Patent Prosecution

The process of applying for, arguing for, and receiving a patent is traditionally referred to as patent prosecution, although most of the activities that occur in patent prosecution occur after the patent examiner reviews the claims, which may be years after the patent application is filed. As the patent examiner reviews the patent application, he or she primarily considers the language of the claims in light of prior art. Under US law, a patent applicant who has properly filed a patent application is entitled to a patent unless certain barring circumstances exist or barring activities have occurred. Barring circumstances mostly relate to prior published patents (i.e., prior art) and may also include other publishings, statements, or activities that may bar the patent application from being granted. Often, the prior art applied include only other patents or publishings.

The patent examiner will reject one or more of the patent claims by deeming them unpatentable in light of the prior art. The reasons for deeming such claims as unpatentable must be set forth in the "office action," the actual written document prepared by the patent examiner and sent to the patent attorney. The office action typically sets a 3-month period for a response. Thus, the inventor and patent attorney should carefully consider the reasons for the rejections and plan a response to be filed within that 3-month period. The rejected claims may be canceled, amended, or maintained along with a written explanation of why they should not have to be changed in order for the patent to be granted.

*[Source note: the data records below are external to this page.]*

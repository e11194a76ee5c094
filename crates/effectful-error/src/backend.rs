// Backend failure channel
// The error type every external collaborator reports through

use std::time::Duration;

use thiserror::Error;

use crate::{Classified, ErrorKind, Retryable};

/// Failure reported by an external collaborator: a database, cache, broker,
/// object store or session layer
#[derive(Error, Debug, Clone, PartialEq, Eq)]
pub enum BackendError {
    #[error("connection refused: {0}")]
    ConnectionRefused(String),

    #[error("connection lost: {0}")]
    ConnectionLost(String),

    #[error("operation timed out after {0:?}")]
    Timeout(Duration),

    #[error("throttled: {0}")]
    Throttled(String),

    #[error("service unavailable: {0}")]
    Unavailable(String),

    #[error("malformed response: {0}")]
    Malformed(String),

    #[error("permission denied: {0}")]
    PermissionDenied(String),

    #[error("invalid request: {0}")]
    InvalidRequest(String),

    #[error("internal backend error: {0}")]
    Internal(String),
}

/// Result type for collaborator calls
pub type BackendResult<T> = Result<T, BackendError>;

// Helper methods for creating backend errors
impl BackendError {
    /// Create a connection refused error
    pub fn refused(target: impl Into<String>) -> Self {
        BackendError::ConnectionRefused(target.into())
    }

    /// Create a connection lost error
    pub fn lost(reason: impl Into<String>) -> Self {
        BackendError::ConnectionLost(reason.into())
    }

    /// Create a throttling error
    pub fn throttled(reason: impl Into<String>) -> Self {
        BackendError::Throttled(reason.into())
    }

    /// Create an unavailable error
    pub fn unavailable(reason: impl Into<String>) -> Self {
        BackendError::Unavailable(reason.into())
    }

    /// Create a malformed response error
    pub fn malformed(reason: impl Into<String>) -> Self {
        BackendError::Malformed(reason.into())
    }

    /// Create a permission denied error
    pub fn permission_denied(reason: impl Into<String>) -> Self {
        BackendError::PermissionDenied(reason.into())
    }

    /// Create an invalid request error
    pub fn invalid_request(reason: impl Into<String>) -> Self {
        BackendError::InvalidRequest(reason.into())
    }

    /// Create an internal error
    pub fn internal(reason: impl Into<String>) -> Self {
        BackendError::Internal(reason.into())
    }
}

impl Classified for BackendError {
    fn kind(&self) -> ErrorKind {
        match self {
            BackendError::ConnectionRefused(_) => ErrorKind::ConnectionRefused,
            BackendError::ConnectionLost(_) => ErrorKind::ConnectionLost,
            BackendError::Timeout(_) => ErrorKind::Timeout,
            BackendError::Throttled(_) => ErrorKind::Throttled,
            BackendError::Unavailable(_) => ErrorKind::Unavailable,
            BackendError::Malformed(_) => ErrorKind::MalformedResponse,
            BackendError::PermissionDenied(_) => ErrorKind::PermissionDenied,
            BackendError::InvalidRequest(_) => ErrorKind::InvalidRequest,
            BackendError::Internal(_) => ErrorKind::Internal,
        }
    }
}

impl Retryable for BackendError {
    fn is_retryable(&self) -> bool {
        self.kind().is_retryable_by_default()
    }
}
use std::collections::VecDeque;
use std::sync::atomic::{AtomicUsize, Ordering};
use std::sync::{Arc, Mutex};
use std::time::Duration;

use async_trait::async_trait;
use kayentactl::analysis::{
    observer_fn, CompletionPoller, PollError, PollState, ProgressObserver, SharedObserver,
};
use kayentactl::kayenta::{
    AnalysisApi, AnalysisStatus, ClientConfig, ClientError, KayentaAdapter,
    StandaloneCanaryAnalysisInput,
};
use reqwest::StatusCode;
use serde_json::json;
use tokio::time::Instant;
use wiremock::matchers::{method, path};
use wiremock::{Mock, MockServer, Request, Respond, ResponseTemplate};

/// Replays a fixed script of fetch results, then keeps reporting "running".
struct ScriptedClient {
    script: Mutex<VecDeque<Result<AnalysisStatus, ClientError>>>,
    fetch_times: Mutex<Vec<Instant>>,
    latency: Duration,
}

impl ScriptedClient {
    fn new(script: Vec<Result<AnalysisStatus, ClientError>>) -> Self {
        Self {
            script: Mutex::new(script.into()),
            fetch_times: Mutex::new(Vec::new()),
            latency: Duration::ZERO,
        }
    }

    fn with_latency(mut self, latency: Duration) -> Self {
        self.latency = latency;
        self
    }

    fn fetches(&self) -> usize {
        self.fetch_times.lock().unwrap().len()
    }
}

#[async_trait]
impl AnalysisApi for ScriptedClient {
    async fn submit(&self, _input: &StandaloneCanaryAnalysisInput) -> Result<String, ClientError> {
        Ok("exec-1".to_string())
    }

    async fn fetch(&self, _execution_id: &str) -> Result<AnalysisStatus, ClientError> {
        self.fetch_times.lock().unwrap().push(Instant::now());
        if !self.latency.is_zero() {
            tokio::time::sleep(self.latency).await;
        }
        let next = self.script.lock().unwrap().pop_front();
        next.unwrap_or_else(|| Ok(running()))
    }
}

fn running() -> AnalysisStatus {
    AnalysisStatus {
        status: "running".into(),
        execution_status: "RUNNING".into(),
        complete: false,
        ..Default::default()
    }
}

fn finished(status: &str) -> AnalysisStatus {
    AnalysisStatus {
        status: status.into(),
        execution_status: status.to_ascii_uppercase(),
        complete: true,
        ..Default::default()
    }
}

fn counting_observer() -> (SharedObserver, Arc<AtomicUsize>) {
    let calls = Arc::new(AtomicUsize::new(0));
    let seen = Arc::clone(&calls);
    let observer = observer_fn(move |status: &AnalysisStatus| {
        assert!(!status.complete, "observer saw a terminal snapshot");
        seen.fetch_add(1, Ordering::SeqCst);
    });
    (observer, calls)
}

#[tokio::test(start_paused = true)]
async fn progress_is_reported_until_complete() {
    let client = Arc::new(ScriptedClient::new(vec![
        Ok(running()),
        Ok(running()),
        Ok(finished("succeeded")),
    ]));
    let poller = CompletionPoller::new(Arc::clone(&client), Duration::from_secs(10));
    let (observer, calls) = counting_observer();

    let status = poller
        .poll_for("exec-1", Duration::from_secs(3600), Some(observer))
        .await
        .unwrap();

    assert!(status.complete);
    assert_eq!(status.status, "succeeded");
    assert_eq!(calls.load(Ordering::SeqCst), 2);
    assert_eq!(client.fetches(), 3);
}

#[tokio::test(start_paused = true)]
async fn first_fetch_waits_one_full_interval() {
    let client = Arc::new(ScriptedClient::new(vec![
        Ok(running()),
        Ok(finished("succeeded")),
    ]));
    let poller = CompletionPoller::new(Arc::clone(&client), Duration::from_secs(10));
    let started = Instant::now();

    poller
        .poll_for("exec-1", Duration::from_secs(3600), None)
        .await
        .unwrap();

    let times = client.fetch_times.lock().unwrap().clone();
    assert_eq!(times.len(), 2);
    assert_eq!(times[0] - started, Duration::from_secs(10));
    assert_eq!(times[1] - times[0], Duration::from_secs(10));
}

#[tokio::test(start_paused = true)]
async fn deadline_before_first_tick_times_out_without_fetching() {
    let client = Arc::new(ScriptedClient::new(vec![Ok(finished("succeeded"))]));
    let poller = CompletionPoller::new(Arc::clone(&client), Duration::from_secs(10));
    let (observer, calls) = counting_observer();

    let err = poller
        .poll_for("exec-1", Duration::from_secs(5), Some(observer))
        .await
        .unwrap_err();

    assert!(matches!(err, PollError::Timeout { .. }));
    assert_eq!(err.state(), PollState::TimedOut);
    assert_eq!(client.fetches(), 0);
    assert_eq!(calls.load(Ordering::SeqCst), 0);
}

#[tokio::test(start_paused = true)]
async fn analysis_that_never_completes_times_out() {
    let client = Arc::new(ScriptedClient::new(Vec::new()));
    let poller = CompletionPoller::new(Arc::clone(&client), Duration::from_secs(10));
    let (observer, calls) = counting_observer();

    let err = poller
        .poll_for("exec-1", Duration::from_secs(35), Some(observer))
        .await
        .unwrap_err();

    assert!(matches!(err, PollError::Timeout { timeout } if timeout == Duration::from_secs(35)));
    assert_eq!(client.fetches(), 3);
    assert_eq!(calls.load(Ordering::SeqCst), 3);
}

#[tokio::test(start_paused = true)]
async fn transport_error_ends_session_without_progress() {
    let client = Arc::new(ScriptedClient::new(vec![
        Err(ClientError::server(StatusCode::INTERNAL_SERVER_ERROR, "boom")),
        Ok(finished("succeeded")),
    ]));
    let poller = CompletionPoller::new(Arc::clone(&client), Duration::from_secs(10));
    let (observer, calls) = counting_observer();

    let err = poller
        .poll_for("exec-1", Duration::from_secs(3600), Some(observer))
        .await
        .unwrap_err();

    match &err {
        PollError::Transport(ClientError::Server { status, message }) => {
            assert_eq!(*status, StatusCode::INTERNAL_SERVER_ERROR);
            assert_eq!(message, "boom");
        }
        other => panic!("unexpected error: {other:?}"),
    }
    assert_eq!(err.state(), PollState::Errored);
    assert_eq!(client.fetches(), 1);
    assert_eq!(calls.load(Ordering::SeqCst), 0);
}

#[tokio::test(start_paused = true)]
async fn fetch_finishing_after_deadline_is_discarded() {
    let client = Arc::new(
        ScriptedClient::new(vec![Ok(finished("succeeded"))]).with_latency(Duration::from_secs(8)),
    );
    let poller = CompletionPoller::new(Arc::clone(&client), Duration::from_secs(10));

    let err = poller
        .poll_for("exec-1", Duration::from_secs(15), None)
        .await
        .unwrap_err();

    assert!(matches!(err, PollError::Timeout { .. }));
    assert_eq!(client.fetches(), 1);
}

#[tokio::test(start_paused = true)]
async fn terminal_failure_is_returned_not_raised() {
    let client = Arc::new(ScriptedClient::new(vec![Ok(finished("terminal"))]));
    let poller = CompletionPoller::new(client, Duration::from_secs(1));

    let status = poller
        .poll_for("exec-1", Duration::from_secs(60), None)
        .await
        .unwrap();
    assert_eq!(status.status, "terminal");
}

#[tokio::test(start_paused = true)]
async fn dropping_the_poll_future_stops_fetching() {
    let client = Arc::new(ScriptedClient::new(Vec::new()));
    let poller = CompletionPoller::new(Arc::clone(&client), Duration::from_secs(10));

    let outer = tokio::time::timeout(
        Duration::from_secs(25),
        poller.poll_for("exec-1", Duration::from_secs(3600), None),
    )
    .await;
    assert!(outer.is_err());
    assert_eq!(client.fetches(), 2);

    tokio::time::sleep(Duration::from_secs(100)).await;
    assert_eq!(client.fetches(), 2);
}

#[tokio::test(start_paused = true)]
async fn observer_is_started_and_finished_once() {
    struct Lifecycle(Mutex<Vec<String>>);

    impl ProgressObserver for Lifecycle {
        fn on_start(&self) {
            self.0.lock().unwrap().push("start".into());
        }
        fn on_progress(&self, _status: &AnalysisStatus) {
            self.0.lock().unwrap().push("progress".into());
        }
        fn on_finish(&self, state: PollState) {
            self.0.lock().unwrap().push(format!("finish:{state}"));
        }
    }

    let client = Arc::new(ScriptedClient::new(vec![
        Ok(running()),
        Ok(finished("succeeded")),
    ]));
    let poller = CompletionPoller::new(client, Duration::from_secs(10));
    let lifecycle = Arc::new(Lifecycle(Mutex::new(Vec::new())));

    poller
        .poll_for("exec-1", Duration::from_secs(60), Some(lifecycle.clone() as SharedObserver))
        .await
        .unwrap();
    assert_eq!(
        *lifecycle.0.lock().unwrap(),
        ["start", "progress", "finish:complete"]
    );

    let timed_out = Arc::new(Lifecycle(Mutex::new(Vec::new())));
    let poller =
        CompletionPoller::new(Arc::new(ScriptedClient::new(Vec::new())), Duration::from_secs(10));
    poller
        .poll_for("exec-1", Duration::from_secs(5), Some(timed_out.clone() as SharedObserver))
        .await
        .unwrap_err();
    assert_eq!(*timed_out.0.lock().unwrap(), ["start", "finish:timed_out"]);
}

struct RunningThenDone {
    calls: Arc<AtomicUsize>,
    running_for: usize,
}

impl Respond for RunningThenDone {
    fn respond(&self, _request: &Request) -> ResponseTemplate {
        let n = self.calls.fetch_add(1, Ordering::SeqCst);
        if n < self.running_for {
            ResponseTemplate::new(200).set_body_json(json!({
                "status": "running",
                "executionStatus": "RUNNING",
                "complete": false,
                "stages": [{"name": "Run Canary #1", "type": "runCanary", "status": "RUNNING"}]
            }))
        } else {
            ResponseTemplate::new(200).set_body_json(json!({
                "status": "succeeded",
                "executionStatus": "SUCCEEDED",
                "complete": true,
                "canaryAnalysisExecutionResult": {
                    "didPassThresholds": true,
                    "canaryScores": [95.0]
                }
            }))
        }
    }
}

#[tokio::test]
async fn polls_over_http_until_complete() {
    let server = MockServer::start().await;
    let calls = Arc::new(AtomicUsize::new(0));

    Mock::given(method("GET"))
        .and(path("/standalone_canary_analysis/exec-http"))
        .respond_with(RunningThenDone {
            calls: Arc::clone(&calls),
            running_for: 2,
        })
        .mount(&server)
        .await;

    let adapter = KayentaAdapter::new(
        ClientConfig::default()
            .with_base_url(server.uri())
            .with_timeout(Duration::from_secs(5)),
    )
    .unwrap();
    let poller = CompletionPoller::new(Arc::new(adapter), Duration::from_millis(20));
    let (observer, progress) = counting_observer();

    let status = poller
        .poll_for("exec-http", Duration::from_secs(10), Some(observer))
        .await
        .unwrap();

    assert!(status.complete);
    assert_eq!(calls.load(Ordering::SeqCst), 3);
    assert_eq!(progress.load(Ordering::SeqCst), 2);
}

After a response is filed in response to the patent examiner's office action, the patent examiner must consider the merits of the response, including any new or amended claims, and make a final decision on the status of the claims. The patent examiner may reject all of the claims, allow all of the claims, or allow some of the claims and reject the rest. The patent examiner must make a decision typically no more than 2 months from receiving the patent attorney's response. Thus, patent attorneys and inventors should expect to hear back from patent examiners no more than about 3 months after they have filed the response. Final decisions are forwarded to the patent attorney. If the patent examiner does not allow all of the claims, the patent attorney then may advise the inventor to either continue the prosecution process, take any claims that are allowed, appeal the patent examiner's decision, abandon the patent application, or some combination of the above.